Ahora alcemos la voz (*)
En este contexto de defender la palabra como instrumento creíble y respetable, serio y responsable, un grupo de prestigiosos médicos australianos levantan la voz para quejarse de los colegas, de los colegios de médicos, de sus asociaciones, de las instituciones. Dicen que "no condenar explícitamente las acciones genocidas del gobierno israelí en Gaza erosiona la credibilidad moral de estas instituciones y los valores que profesan, y podría decirse que esto constituye una forma de complicidad institucional".
Nos recuerdan que el médico no debe mantenerse al margen del sufrimiento de las personas, y que al menos tiene que expresar la palabra formal para dejar claro que está en contra de toda forma de atropello.
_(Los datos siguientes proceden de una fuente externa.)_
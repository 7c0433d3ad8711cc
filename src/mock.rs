//! Host-side test support
//!
//! A controller simulated in plain memory: the register block is a
//! zeroed `RegisterBlock` the tests poke directly, standing in for the
//! state transitions real hardware would make. Recording collaborators
//! capture everything the engine tells them.

use std::{boxed::Box, vec::Vec};

use usb_device::endpoint::EndpointAddress;

use crate::{
    buffer::EndpointMemory,
    classifier::TimerToken,
    control::SetupPacket,
    error::{ControlError, Error, TransferStatus},
    function::{ChargerControl, EndpointSetup, SetupResponse, TimerService, UsbFunction},
    queue::EndpointKind,
    ral::usb::RegisterBlock,
    request::Request,
    state::DeviceState,
    Peripherals,
};

/// Everything a `Driver` borrows, owned with stable addresses.
pub struct Harness {
    pub regs: Box<RegisterBlock>,
    pub state: DeviceState,
    pub memory: Box<EndpointMemory<40960>>,
}

impl Harness {
    pub fn new() -> Self {
        Harness {
            regs: Box::new(RegisterBlock::new()),
            state: DeviceState::new(),
            memory: Box::new(EndpointMemory::new()),
        }
    }

    pub fn peripherals(&self) -> MockPeripherals {
        MockPeripherals {
            core: &*self.regs as *const RegisterBlock as *const (),
        }
    }

    /// Hardware accepted the prime: the prime bit clears and the
    /// endpoint reports an active transfer buffer.
    pub fn consume_prime(&self) {
        let pending = self.regs.ENDPTPRIME.read();
        self.regs.ENDPTPRIME.write(0);
        self.regs.ENDPTSTAT.write(self.regs.ENDPTSTAT.read() | pending);
    }

    /// Hardware finished the endpoint's chain and raised a completion.
    pub fn raise_complete(&self, ep_bit: u32) {
        self.regs.ENDPTSTAT.write(self.regs.ENDPTSTAT.read() & !ep_bit);
        self.regs
            .ENDPTCOMPLETE
            .write(self.regs.ENDPTCOMPLETE.read() | ep_bit);
    }

    /// Idle line state typical of a host-side pull-down pair.
    pub fn line_state_host(&self) {
        self.regs.PORTSC1.write(self.regs.PORTSC1.read() & !(0x3 << 10));
    }

    /// Both data lines asserted: shorted, charger-style wiring.
    pub fn line_state_charger(&self) {
        self.regs.PORTSC1.write(self.regs.PORTSC1.read() | (0x3 << 10));
    }
}

pub struct MockPeripherals {
    core: *const (),
}

unsafe impl Peripherals for MockPeripherals {
    fn core(&self) -> *const () {
        self.core
    }
}

/// How the recording function answers delegated setup packets.
pub enum SetupBehavior {
    Stall,
    Ack,
    Reply(Vec<u8>),
    Accept(usize),
}

/// Endpoints declared during `bind`.
pub struct BoundEndpoint {
    pub addr: EndpointAddress,
    pub kind: EndpointKind,
    pub max_packet: u16,
}

/// A function driver that records every callback.
pub struct RecordingFunction {
    pub behavior: SetupBehavior,
    pub endpoints: Vec<BoundEndpoint>,
    pub setups: Vec<SetupPacket>,
    /// (endpoint, tag, status, actual) per completion, in order.
    pub completed: Vec<(EndpointAddress, u32, TransferStatus, usize)>,
    /// ENDPTPRIME snapshot taken inside each completion callback.
    pub prime_at_complete: Vec<u32>,
    pub control_out: Vec<Vec<u8>>,
    pub disconnects: usize,
    pub suspends: usize,
    pub resumes: usize,
    regs: *const RegisterBlock,
}

impl RecordingFunction {
    pub fn new(harness: &Harness) -> Self {
        RecordingFunction {
            behavior: SetupBehavior::Stall,
            endpoints: Vec::new(),
            setups: Vec::new(),
            completed: Vec::new(),
            prime_at_complete: Vec::new(),
            control_out: Vec::new(),
            disconnects: 0,
            suspends: 0,
            resumes: 0,
            regs: &*harness.regs,
        }
    }

    pub fn with_endpoint(mut self, addr: u8, kind: EndpointKind, max_packet: u16) -> Self {
        self.endpoints.push(BoundEndpoint {
            addr: EndpointAddress::from(addr),
            kind,
            max_packet,
        });
        self
    }

    pub fn completed_tags(&self) -> Vec<u32> {
        self.completed.iter().map(|entry| entry.1).collect()
    }
}

impl UsbFunction for RecordingFunction {
    fn bind(&mut self, endpoints: &mut dyn EndpointSetup) -> Result<(), Error> {
        for endpoint in &self.endpoints {
            endpoints.enable_endpoint(endpoint.addr, endpoint.kind, endpoint.max_packet)?;
        }
        Ok(())
    }

    fn setup(&mut self, setup: &SetupPacket) -> Result<SetupResponse<'_>, ControlError> {
        self.setups.push(*setup);
        match &self.behavior {
            SetupBehavior::Stall => Err(ControlError::Unsupported),
            SetupBehavior::Ack => Ok(SetupResponse::Ack),
            SetupBehavior::Reply(bytes) => Ok(SetupResponse::In(bytes)),
            SetupBehavior::Accept(len) => Ok(SetupResponse::Out(*len)),
        }
    }

    fn control_data(&mut self, _setup: &SetupPacket, data: &[u8]) -> Result<(), ControlError> {
        self.control_out.push(data.to_vec());
        Ok(())
    }

    fn complete(&mut self, endpoint: EndpointAddress, request: Request) {
        let status = request.status().unwrap_or(TransferStatus::Success);
        self.completed
            .push((endpoint, request.tag(), status, request.actual()));
        // Safety: the harness outlives the function in every test.
        let prime = unsafe { (*self.regs).ENDPTPRIME.read() };
        self.prime_at_complete.push(prime);
    }

    fn disconnect(&mut self) {
        self.disconnects += 1;
    }

    fn suspend(&mut self) {
        self.suspends += 1;
    }

    fn resume(&mut self) {
        self.resumes += 1;
    }
}

/// A charging collaborator that records every notification.
#[derive(Default)]
pub struct RecordingCharger {
    pub limits: Vec<u16>,
    pub charger_present: usize,
    pub disconnected: usize,
}

impl ChargerControl for RecordingCharger {
    fn set_current_limit(&mut self, milliamps: u16) {
        self.limits.push(milliamps);
    }

    fn notify_charger_present(&mut self) {
        self.charger_present += 1;
    }

    fn notify_disconnected(&mut self) {
        self.disconnected += 1;
    }
}

/// A timer service tracking which tokens are still armed.
#[derive(Default)]
pub struct RecordingTimer {
    pub active: Vec<TimerToken>,
    pub arms: Vec<(TimerToken, u32)>,
    pub cancels: Vec<TimerToken>,
}

impl RecordingTimer {
    /// Take the oldest armed token, as if it just expired.
    pub fn fire(&mut self) -> Option<TimerToken> {
        if self.active.is_empty() {
            None
        } else {
            Some(self.active.remove(0))
        }
    }
}

impl TimerService for RecordingTimer {
    fn arm(&mut self, token: TimerToken, milliseconds: u32) {
        self.arms.push((token, milliseconds));
        self.active.push(token);
    }

    fn cancel(&mut self, token: TimerToken) {
        self.cancels.push(token);
        self.active.retain(|armed| *armed != token);
    }
}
La función del médico es aliviar el sufrimiento. Y la condición colegial de los colegios de médicos implica la obligación moral, ética, deontológica, de un médico defender a otro si éste se encuentra amenazado o de alguna manera se convierte en víctima.
En Gaza, el ejército israelí ataca, captura, tortura y asesina a profesionales de la salud, destruye hospitales, centros de salud, refugios y escuelas, y aplasta a quienes estén adentro. Disparan a matar contra quienes hacen cola para recibir algún alimento. Disparó contra una iglesia católica, cuyo párroco es argentino, y mató a varios de los que estaban allí refugiados, y después bombardeó un depósito de la Organización Mundial de la Salud. Esto no es opinión, sino que son hechos que están comprobados, y que no admiten falsa defensa ni atenuante, ni victimismos.
El número de víctimas infantiles es tan elevado que estamos obligados a pensar en el genocidio como mecanismo de limpieza étnica a fin de eliminar el presente y por tanto el futuro. Y el territorio queda como botín. Y la negativa israelí a que los niños de Gaza reciban ayuda médica, alimentos, agua, les agrava aún más la situación y los condena a muerte.
Aunque lo primero para nosotros debe ser defender lo que tenemos aquí, esto no quita que las instituciones, para conservar la credibilidad y el respeto que se supone que tienen hacia las personas, se manifiesten en contra de toda forma de atropello. "No basta con que las instituciones médicas proclamen un compromiso con la vida y la dignidad humanas como ideal teórico", concluyen los médicos antedichos.
(*) Artículo de referencia: "Genocide in Gaza: moral and ethical failures of medical institutions ("Genocidio en Gaza: fallos morales y éticos de las instituciones médicas"). Revista The Lancet, edición del 13 de junio de 2025.